As I walked, my nostrils filled with the pungent odor of human and animal waste, oil and grease, and the stale remains of the day’s meals. It reminded me how fortunate I was to be able to afford my own house now, one detached from other buildings, with a small garden area in the center. There were less than four thousand homes like that inside the city walls, though mine was certainly one of the smallest.
I found the address I was looking for, a building more elegant than most. It was made of brick, not wood, and had a decorative stripe of Pompeian red about five feet off the ground. There were balconies on the upper floors filled with flower vases, hanging plants, and climbing vines that wrapped themselves around the railings and framed the windows.
I walked past the shops on the ground floor and took the steps to the second-floor landing.

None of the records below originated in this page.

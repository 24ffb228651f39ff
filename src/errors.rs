use crate::services::store::StoreError;
use axum::{
    Json,
    http::StatusCode,
    response::{IntoResponse, Response},
};
use serde_json::json;
use thiserror::Error;

/// Every way a request can fail. Each variant maps to exactly one response.
#[derive(Debug, Error)]
pub enum GatewayError {
    /// The client sent an incomplete or malformed request.
    #[error("{0}")]
    InvalidRequest(String),

    /// The requested key is not in the store.
    #[error("object not found")]
    NotFound,

    /// No route matches the method and path.
    #[error("no route for request")]
    RouteNotFound,

    /// The store failed; never retried here.
    #[error("object store failure: {0}")]
    StoreFailure(#[from] StoreError),
}

impl GatewayError {
    /// Shortcut for an `InvalidRequest` with the given reason.
    pub fn invalid(reason: impl Into<String>) -> Self {
        Self::InvalidRequest(reason.into())
    }

    pub fn status(&self) -> StatusCode {
        match self {
            Self::InvalidRequest(_) => StatusCode::BAD_REQUEST,
            Self::NotFound | Self::RouteNotFound => StatusCode::NOT_FOUND,
            Self::StoreFailure(_) => StatusCode::INTERNAL_SERVER_ERROR,
        }
    }
}

impl IntoResponse for GatewayError {
    fn into_response(self) -> Response {
        let status = self.status();
        match self {
            Self::InvalidRequest(reason) => (status, Json(json!({ "error": reason }))).into_response(),
            Self::NotFound | Self::RouteNotFound => (status, "Not found").into_response(),
            Self::StoreFailure(err) => {
                // Store details stay in the log.
                tracing::error!("object store operation failed: {}", err);
                (status, Json(json!({ "error": "storage failure" }))).into_response()
            }
        }
    }
}

#[cfg(test)]
mod tests {
    use super::*;
    use axum::http::header;
    use std::io;

    #[test]
    fn statuses_follow_taxonomy() {
        assert_eq!(
            GatewayError::invalid("No file provided").status(),
            StatusCode::BAD_REQUEST
        );
        assert_eq!(GatewayError::NotFound.status(), StatusCode::NOT_FOUND);
        assert_eq!(GatewayError::RouteNotFound.status(), StatusCode::NOT_FOUND);
        assert!(
            GatewayError::from(StoreError::Io(io::Error::other("disk full")))
                .status()
                .is_server_error()
        );
    }

    #[test]
    fn not_found_is_plain_text() {
        let response = GatewayError::NotFound.into_response();
        let content_type = response.headers()[header::CONTENT_TYPE].to_str().unwrap();
        assert!(content_type.starts_with("text/plain"));
    }

    #[test]
    fn invalid_request_is_json() {
        let response = GatewayError::invalid("No file provided").into_response();
        assert_eq!(
            response.headers()[header::CONTENT_TYPE],
            "application/json"
        );
    }
}
//! HTTP handlers. Each takes already-resolved inputs from the dispatcher.

pub mod index_handlers;
pub mod object_handlers;
// Copyright 2026 the Pillars Authors
// SPDX-License-Identifier: Apache-2.0 OR MIT

//! Pointer interaction: hit-testing and hover/selection state.
//!
//! The controller is host-agnostic. The windowing layer feeds it pointer
//! positions in surface coordinates and acts on the returned outcome
//! (cursor shape, whether a redraw is needed); it never talks to the
//! renderer directly.

use kurbo::Point;

use crate::geometry::ChartGeometry;
use crate::registry::Ring;

/// A segment identified by ring and position within that ring.
#[derive(Clone, Copy, Debug, PartialEq, Eq)]
pub struct SegmentRef {
    /// Ring the segment belongs to.
    pub ring: Ring,
    /// Zero-based position within the ring.
    pub index: usize,
}

/// Cursor shape the host should present.
#[derive(Clone, Copy, Debug, Default, PartialEq, Eq)]
pub enum CursorHint {
    /// The arrow cursor; the pointer is not over a segment.
    #[default]
    Default,
    /// The hand cursor; the pointer is over a clickable segment.
    Pointer,
}

/// Mutable interaction state consumed by the render pipeline.
#[derive(Clone, Copy, Debug, PartialEq)]
pub struct InteractionState {
    /// Segment currently under the pointer, if any.
    pub hovered: Option<SegmentRef>,
    /// Category index of the last clicked segment.
    pub selected_category: Option<usize>,
    /// Scale factor applied to the hovered segment.
    pub active_scale: f64,
}

impl Default for InteractionState {
    fn default() -> Self {
        Self {
            hovered: None,
            selected_category: None,
            active_scale: 1.1,
        }
    }
}

/// Result of feeding one pointer move to the controller.
#[derive(Clone, Copy, Debug, PartialEq, Eq)]
pub struct PointerOutcome {
    /// True when the hovered segment changed and a repaint is due.
    pub redraw: bool,
    /// Cursor shape for the new pointer position.
    pub cursor: CursorHint,
}

/// Maps a surface position to the segment under it.
///
/// The position is converted to polar coordinates around the chart center
/// and matched against each segment's angular and radial extent. Segments
/// within a geometry never overlap, so the first match is the only one.
pub fn hit_test(pos: Point, geometry: &ChartGeometry) -> Option<SegmentRef> {
    let v = pos - geometry.center;
    let radius = v.hypot();
    let angle = v.y.atan2(v.x);
    geometry
        .segments
        .iter()
        .find(|arc| arc.contains(angle, radius))
        .map(|arc| SegmentRef {
            ring: arc.ring,
            index: arc.section_index,
        })
}

/// Tracks hover and selection across pointer events.
#[derive(Clone, Copy, Debug, Default, PartialEq)]
pub struct InteractionController {
    /// Current interaction state, read by the render pipeline each frame.
    pub state: InteractionState,
}

impl InteractionController {
    pub fn new() -> Self {
        Self::default()
    }

    /// Updates hover state for a pointer move.
    ///
    /// A redraw is requested only when the hovered segment actually
    /// changes, so hosts can forward every motion event without
    /// repainting on each one.
    pub fn pointer_moved(&mut self, pos: Point, geometry: &ChartGeometry) -> PointerOutcome {
        let hit = hit_test(pos, geometry);
        let redraw = hit != self.state.hovered;
        self.state.hovered = hit;
        PointerOutcome {
            redraw,
            cursor: if hit.is_some() {
                CursorHint::Pointer
            } else {
                CursorHint::Default
            },
        }
    }

    /// Clears hover when the pointer leaves the surface.
    ///
    /// Returns true when a repaint is due.
    pub fn pointer_left(&mut self) -> bool {
        let had_hover = self.state.hovered.is_some();
        self.state.hovered = None;
        had_hover
    }

    /// Resolves a click to a category index and records the selection.
    ///
    /// Clicks outside every segment return `None` and leave the previous
    /// selection in place.
    pub fn pointer_clicked(&mut self, pos: Point, geometry: &ChartGeometry) -> Option<usize> {
        let hit = hit_test(pos, geometry)?;
        let category = hit.ring.category_index(hit.index);
        self.state.selected_category = Some(category);
        Some(category)
    }
}

#[cfg(test)]
mod tests {
    use kurbo::Rect;

    use super::*;
    use crate::geometry::layout;
    use crate::registry::SectionRegistry;

    fn ten_pillar_geometry() -> ChartGeometry {
        layout(
            &SectionRegistry::ten_pillars(),
            Rect::new(0.0, 0.0, 1000.0, 1000.0),
        )
    }

    #[test]
    fn hit_outside_the_chart_misses() {
        let geometry = ten_pillar_geometry();
        assert_eq!(hit_test(Point::new(5.0, 5.0), &geometry), None);
        // Center hole is not clickable.
        assert_eq!(hit_test(geometry.center, &geometry), None);
    }

    #[test]
    fn outer_segment_centroids_hit_their_own_segment() {
        let geometry = ten_pillar_geometry();
        for arc in geometry.segments.clone() {
            let hit = hit_test(arc.centroid(geometry.center), &geometry);
            assert_eq!(
                hit,
                Some(SegmentRef {
                    ring: arc.ring,
                    index: arc.section_index,
                })
            );
        }
    }

    #[test]
    fn clicking_third_outer_segment_selects_category_seven() {
        let geometry = ten_pillar_geometry();
        let mut controller = InteractionController::new();
        let arc = geometry.segment(Ring::Outer, 2).expect("segment exists");
        let category = controller.pointer_clicked(arc.centroid(geometry.center), &geometry);
        assert_eq!(category, Some(7));
        assert_eq!(controller.state.selected_category, Some(7));
    }

    #[test]
    fn clicking_first_inner_segment_selects_category_one() {
        let geometry = ten_pillar_geometry();
        let mut controller = InteractionController::new();
        let arc = geometry.segment(Ring::Inner, 0).expect("segment exists");
        assert_eq!(
            controller.pointer_clicked(arc.centroid(geometry.center), &geometry),
            Some(1)
        );
    }

    #[test]
    fn missed_click_preserves_the_previous_selection() {
        let geometry = ten_pillar_geometry();
        let mut controller = InteractionController::new();
        let arc = geometry.segment(Ring::Outer, 0).expect("segment exists");
        controller.pointer_clicked(arc.centroid(geometry.center), &geometry);
        assert_eq!(
            controller.pointer_clicked(Point::new(1.0, 1.0), &geometry),
            None
        );
        assert_eq!(controller.state.selected_category, Some(5));
    }

    #[test]
    fn hover_redraws_only_on_segment_change() {
        let geometry = ten_pillar_geometry();
        let mut controller = InteractionController::new();
        let arc = geometry.segment(Ring::Outer, 1).expect("segment exists");
        let inside = arc.centroid(geometry.center);

        let entered = controller.pointer_moved(inside, &geometry);
        assert!(entered.redraw);
        assert_eq!(entered.cursor, CursorHint::Pointer);

        // A second move within the same segment is quiet.
        let stayed = controller.pointer_moved(inside, &geometry);
        assert!(!stayed.redraw);
        assert_eq!(stayed.cursor, CursorHint::Pointer);

        let exited = controller.pointer_moved(Point::new(2.0, 2.0), &geometry);
        assert!(exited.redraw);
        assert_eq!(exited.cursor, CursorHint::Default);

        assert!(!controller.pointer_left());
    }

    #[test]
    fn pointer_left_clears_hover() {
        let geometry = ten_pillar_geometry();
        let mut controller = InteractionController::new();
        let arc = geometry.segment(Ring::Inner, 2).expect("segment exists");
        controller.pointer_moved(arc.centroid(geometry.center), &geometry);
        assert!(controller.pointer_left());
        assert_eq!(controller.state.hovered, None);
    }
}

There I found the engraved oak door and used the brass knocking ring. I shifted my weight from one foot to the other while I waited.

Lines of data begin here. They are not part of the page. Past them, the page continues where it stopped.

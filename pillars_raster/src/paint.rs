// Copyright 2026 the Pillars Authors
// SPDX-License-Identifier: Apache-2.0 OR MIT

//! Mark rasterization.

use kurbo::{BezPath, PathEl};
use pillars_chart::{
    Mark, MarkPayload, Paint, PathMark, PatternHandle, fallback_color, sort_marks,
};
use thiserror::Error;
use tiny_skia::{
    FillRule, FilterQuality, IntSize, PathBuilder, Pattern, Pixmap, Shader, SpreadMode, Stroke,
    Transform,
};

use crate::text;

/// Errors surfaced by the rasterizer.
#[derive(Debug, Error)]
pub enum RasterError {
    /// The requested surface dimensions cannot be allocated.
    #[error("cannot allocate a {width}x{height} surface")]
    SurfaceSize {
        /// Requested width in pixels.
        width: u32,
        /// Requested height in pixels.
        height: u32,
    },
    /// PNG encoding failed.
    #[error("png encoding failed: {0}")]
    Png(String),
    /// Filesystem error while writing output.
    #[error(transparent)]
    Io(#[from] std::io::Error),
}

/// Paints sorted marks onto a [`Pixmap`].
#[derive(Clone, Debug)]
pub struct RasterPainter {
    /// Background fill applied before any mark.
    pub background: peniko::Color,
}

impl Default for RasterPainter {
    fn default() -> Self {
        Self {
            background: peniko::color::palette::css::WHITE,
        }
    }
}

impl RasterPainter {
    pub fn new() -> Self {
        Self::default()
    }

    /// Builder-style method for setting the background fill.
    pub fn with_background(mut self, background: peniko::Color) -> Self {
        self.background = background;
        self
    }

    /// Rasterizes marks onto a fresh surface.
    ///
    /// Marks are sorted in place by `(z_index, id)` first, so callers can
    /// pass them in assembly order.
    pub fn paint(
        &self,
        marks: &mut [Mark],
        width: u32,
        height: u32,
    ) -> Result<Pixmap, RasterError> {
        let mut pixmap =
            Pixmap::new(width, height).ok_or(RasterError::SurfaceSize { width, height })?;
        pixmap.fill(to_skia_color(self.background));
        sort_marks(marks);
        for mark in marks.iter() {
            match &mark.payload {
                MarkPayload::Path(path_mark) => draw_path(&mut pixmap, path_mark),
                MarkPayload::Text(text_mark) => text::draw_text(&mut pixmap, text_mark),
            }
        }
        Ok(pixmap)
    }
}

fn draw_path(pixmap: &mut Pixmap, mark: &PathMark) {
    let Some(path) = to_skia_path(&mark.path) else {
        return;
    };

    match &mark.fill {
        Paint::Solid(color) => {
            fill(pixmap, &path, Shader::SolidColor(to_skia_color(*color)));
        }
        Paint::Tiled(handle) => match tile_pixmap(handle) {
            Some(tile) => {
                let shader = Pattern::new(
                    tile.as_ref(),
                    SpreadMode::Repeat,
                    FilterQuality::Bilinear,
                    1.0,
                    Transform::identity(),
                );
                fill(pixmap, &path, shader);
            }
            // Zero-sized handles cannot back a shader; paint flat instead.
            None => fill(
                pixmap,
                &path,
                Shader::SolidColor(to_skia_color(fallback_color())),
            ),
        },
    }

    if let Some(stroke) = &mark.stroke {
        let paint = tiny_skia::Paint {
            shader: Shader::SolidColor(to_skia_color(stroke.color)),
            anti_alias: true,
            ..tiny_skia::Paint::default()
        };
        let stroke = Stroke {
            width: stroke.width as f32,
            ..Stroke::default()
        };
        pixmap.stroke_path(&path, &paint, &stroke, Transform::identity(), None);
    }
}

fn fill(pixmap: &mut Pixmap, path: &tiny_skia::Path, shader: Shader<'_>) {
    let paint = tiny_skia::Paint {
        shader,
        anti_alias: true,
        ..tiny_skia::Paint::default()
    };
    pixmap.fill_path(path, &paint, FillRule::Winding, Transform::identity(), None);
}

pub(crate) fn to_skia_path(path: &BezPath) -> Option<tiny_skia::Path> {
    let mut builder = PathBuilder::new();
    for el in path.elements() {
        match *el {
            PathEl::MoveTo(p) => builder.move_to(p.x as f32, p.y as f32),
            PathEl::LineTo(p) => builder.line_to(p.x as f32, p.y as f32),
            PathEl::QuadTo(p1, p) => {
                builder.quad_to(p1.x as f32, p1.y as f32, p.x as f32, p.y as f32);
            }
            PathEl::CurveTo(p1, p2, p) => {
                builder.cubic_to(
                    p1.x as f32,
                    p1.y as f32,
                    p2.x as f32,
                    p2.y as f32,
                    p.x as f32,
                    p.y as f32,
                );
            }
            PathEl::ClosePath => builder.close(),
        }
    }
    builder.finish()
}

pub(crate) fn to_skia_color(color: peniko::Color) -> tiny_skia::Color {
    let rgba = color.to_rgba8();
    tiny_skia::Color::from_rgba8(rgba.r, rgba.g, rgba.b, rgba.a)
}

// Pattern shaders read premultiplied pixels; handles carry straight alpha.
fn tile_pixmap(handle: &PatternHandle) -> Option<Pixmap> {
    let mut data = handle.pixels().to_vec();
    for px in data.chunks_exact_mut(4) {
        let a = u16::from(px[3]);
        px[0] = ((u16::from(px[0]) * a) / 255) as u8;
        px[1] = ((u16::from(px[1]) * a) / 255) as u8;
        px[2] = ((u16::from(px[2]) * a) / 255) as u8;
    }
    let size = IntSize::from_wh(handle.width(), handle.height())?;
    Pixmap::from_vec(data, size)
}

The woman who answered was younger than I had imagined, thin and wiry with a hooked nose and a face that looked like it had been put in a vise and squeezed to make it long and narrow. Her jaw stuck out, and her eyeballs seemed a size too big for their sockets.
She greeted me warmly and escorted me into a large waiting room.
There were vases of flowers lining the walls and paintings with vivid colors—orange, purple, red, and yellow. A large marble table with a statue of a man I didn’t recognize dominated the room. A few throw rugs were scattered about. This wasn’t the home of a wealthy person, but she was clearly getting by. Business was apparently good.
Her name was Locusta, and she had been recommended to me by a former client.
She beckoned me to a seat and promised that she would keep the meeting confidential.
“How did you get my name?” she asked, crossing one leg over the other and shifting in her seat. The woman brimmed with energy.
“I’d rather not say.”
“That’s fine. You’re aware of my terms?”
“Yes.” I took out a pouch of money and handed it to her.
She took it and spread the coins on the table, counting them carefully. When she was done, she scooped the money back into the pouch and looked at me.
“You must want my top grade,” she said, smiling. Her teeth were crooked on the bottom.
This whole transaction was unsettling. I had expected to do business with Locusta in the dark, in hushed tones, never getting a good look at her face. Instead, the apartment was well lit, well furnished, and she acted like she was selling me an expensive piece of art.
“I want it to work. And I don’t want to suffer.”
“Yes, yes, that’s what they all say.”
She paused for a second as if she had heard someone or maybe just remembered something. “Can I get you a drink?” she asked.
“No thanks.”
She gave me a crooked grin. “For some odd reason, nobody ever says yes to that question.”
I didn’t smile.
“Let’s see, where was I? Ah, yes . . . you’ve come to the right place. Others will sell you potions that don’t work. Bull’s blood, toads, salamanders, snakes, spiders, scorpions, mercury, arsenic—you might as well drink your own urine.” As she spoke, she flipped her wrist, dismissing her inferior competitors.
Then she leaned forward a little and narrowed her eyes. “The best poisons are all vegetable-based—mandrakes, hemlocks, opium. Do you want it mixed in honey, or would you rather drop it in wine?”
I had no idea poison came in so many varieties. “I want it to fit in as small a container as possible.”